[Your objective]
For every line of the records below that holds "struct", add one. Give only the final total.

[Data extracts]
Content starts
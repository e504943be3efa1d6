//! Configuration management for the transfer service
//!
//! Supports hierarchical configuration loading:
//! 1. Default values in code
//! 2. Configuration files (development.toml, production.toml)
//! 3. Environment variable overrides with XFER prefix

use config::{ConfigError, Environment, File};
use rust_decimal::Decimal;
use serde::Deserialize;

use shared::allocation::{DemandPolicy, DEFAULT_DEFICIT_THRESHOLD};
use shared::transfer::FactorySettings;
use shared::{StoreCode, TaskPriority};

/// Main application configuration
#[derive(Debug, Deserialize, Clone)]
pub struct Config {
    /// Current environment (development, production)
    pub environment: String,

    /// Server configuration
    pub server: ServerConfig,

    /// Database configuration
    pub database: DatabaseConfig,

    /// JWT authentication configuration
    pub jwt: JwtConfig,

    /// Allocation run parameters
    pub allocation: AllocationConfig,

    /// Push update channel
    pub events: EventsConfig,
}

#[derive(Debug, Deserialize, Clone)]
pub struct ServerConfig {
    /// Server port
    pub port: u16,

    /// Server host
    pub host: String,
}

#[derive(Debug, Deserialize, Clone)]
pub struct DatabaseConfig {
    /// PostgreSQL connection URL
    pub url: String,

    /// Maximum number of connections in the pool
    pub max_connections: u32,

    /// Minimum number of connections in the pool
    pub min_connections: u32,
}

#[derive(Debug, Deserialize, Clone)]
pub struct JwtConfig {
    /// Secret key for verifying JWT tokens
    pub secret: String,
}

#[derive(Debug, Deserialize, Clone)]
pub struct AllocationConfig {
    /// Identifier of the single central source warehouse
    pub central_warehouse: String,

    /// Deficits at or below this share of the target are not transferred
    pub deficit_threshold: Decimal,

    /// Stores never supplied by an allocation run
    #[serde(default)]
    pub excluded_stores: Vec<String>,

    /// Days until the linked picking task is due
    pub task_due_days: i64,

    /// Priority of the linked picking task
    pub task_priority: String,
}

#[derive(Debug, Deserialize, Clone)]
pub struct EventsConfig {
    /// Buffered events per subscriber before it starts lagging
    pub channel_capacity: usize,
}

impl Config {
    /// Load configuration from files and environment variables
    pub fn load() -> Result<Self, ConfigError> {
        let environment =
            std::env::var("XFER_ENVIRONMENT").unwrap_or_else(|_| "development".into());

        let config = config::Config::builder()
            // Start with default values
            .set_default("environment", environment.clone())?
            .set_default("server.port", 3000)?
            .set_default("server.host", "0.0.0.0")?
            .set_default("database.max_connections", 10)?
            .set_default("database.min_connections", 2)?
            .set_default("allocation.central_warehouse", "CENTRAL")?
            .set_default("allocation.deficit_threshold", DEFAULT_DEFICIT_THRESHOLD.to_string())?
            .set_default("allocation.excluded_stores", Vec::<String>::new())?
            .set_default("allocation.task_due_days", 2)?
            .set_default("allocation.task_priority", "high")?
            .set_default("events.channel_capacity", 256)?
            // Load environment-specific config file
            .add_source(File::with_name(&format!("config/{}", environment)).required(false))
            // Override with environment variables (XFER prefix)
            .add_source(
                Environment::with_prefix("XFER")
                    .separator("__")
                    .list_separator(",")
                    .with_list_parse_key("allocation.excluded_stores")
                    .try_parsing(true),
            )
            .build()?;

        config.try_deserialize()
    }
}

impl AllocationConfig {
    pub fn demand_policy(&self) -> DemandPolicy {
        DemandPolicy {
            deficit_threshold: self.deficit_threshold,
            ..DemandPolicy::default()
        }
        .with_excluded_stores(self.excluded_stores.iter().map(|s| StoreCode::from(s.as_str())))
    }

    /// Unknown priorities fall back to the default
    pub fn factory_settings(&self) -> FactorySettings {
        FactorySettings {
            source_warehouse: self.central_warehouse.clone(),
            task_due_days: self.task_due_days,
            task_priority: TaskPriority::from_str(&self.task_priority).unwrap_or_default(),
        }
    }
}

impl Default for ServerConfig {
    fn default() -> Self {
        Self {
            port: 3000,
            host: "0.0.0.0".to_string(),
        }
    }
}

impl Default for AllocationConfig {
    fn default() -> Self {
        Self {
            central_warehouse: "CENTRAL".to_string(),
            deficit_threshold: DEFAULT_DEFICIT_THRESHOLD,
            excluded_stores: Vec::new(),
            task_due_days: 2,
            task_priority: "high".to_string(),
        }
    }
}
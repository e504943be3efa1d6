//! HTTP handlers for allocation runs

use axum::{extract::State, Json};
use serde::Deserialize;
use validator::Validate;

use shared::allocation::AllocationPlan;
use shared::{validate_assignments, StoreAssignment};

use crate::error::{AppError, AppResult};
use crate::middleware::{check_permission, permissions, CurrentUser};
use crate::services::allocation::{AllocationService, RunSummary};
use crate::AppState;

/// Request body for an allocation run
#[derive(Debug, Deserialize, Validate)]
pub struct RunAllocationRequest {
    #[validate(length(min = 1, message = "At least one store assignment is required"))]
    pub assignments: Vec<StoreAssignment>,
}

fn allocation_service(state: &AppState) -> AllocationService {
    AllocationService::new(
        state.db.clone(),
        state.config.allocation.clone(),
        state.events.clone(),
    )
}

/// Compute the allocation for the current snapshot without writing
pub async fn preview_allocation(
    State(state): State<AppState>,
    current_user: CurrentUser,
) -> AppResult<Json<AllocationPlan>> {
    check_permission(&current_user.0, permissions::PLAN)?;

    let plan = allocation_service(&state).preview().await?;
    Ok(Json(plan))
}

/// Run the allocation and create transfer documents
pub async fn run_allocation(
    State(state): State<AppState>,
    current_user: CurrentUser,
    Json(input): Json<RunAllocationRequest>,
) -> AppResult<Json<RunSummary>> {
    check_permission(&current_user.0, permissions::PLAN)?;
    input.validate()?;
    validate_assignments(&input.assignments).map_err(|msg| AppError::Validation {
        field: "assignments".to_string(),
        message: msg.to_string(),
        message_cs: "Neplatné přiřazení prodejen".to_string(),
    })?;

    tracing::info!(
        user_id = %current_user.0.user_id,
        stores = input.assignments.len(),
        "Allocation run requested"
    );

    let summary = allocation_service(&state)
        .run(current_user.0.user_id, &input.assignments)
        .await?;
    Ok(Json(summary))
}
Content ends
[Answer section]
7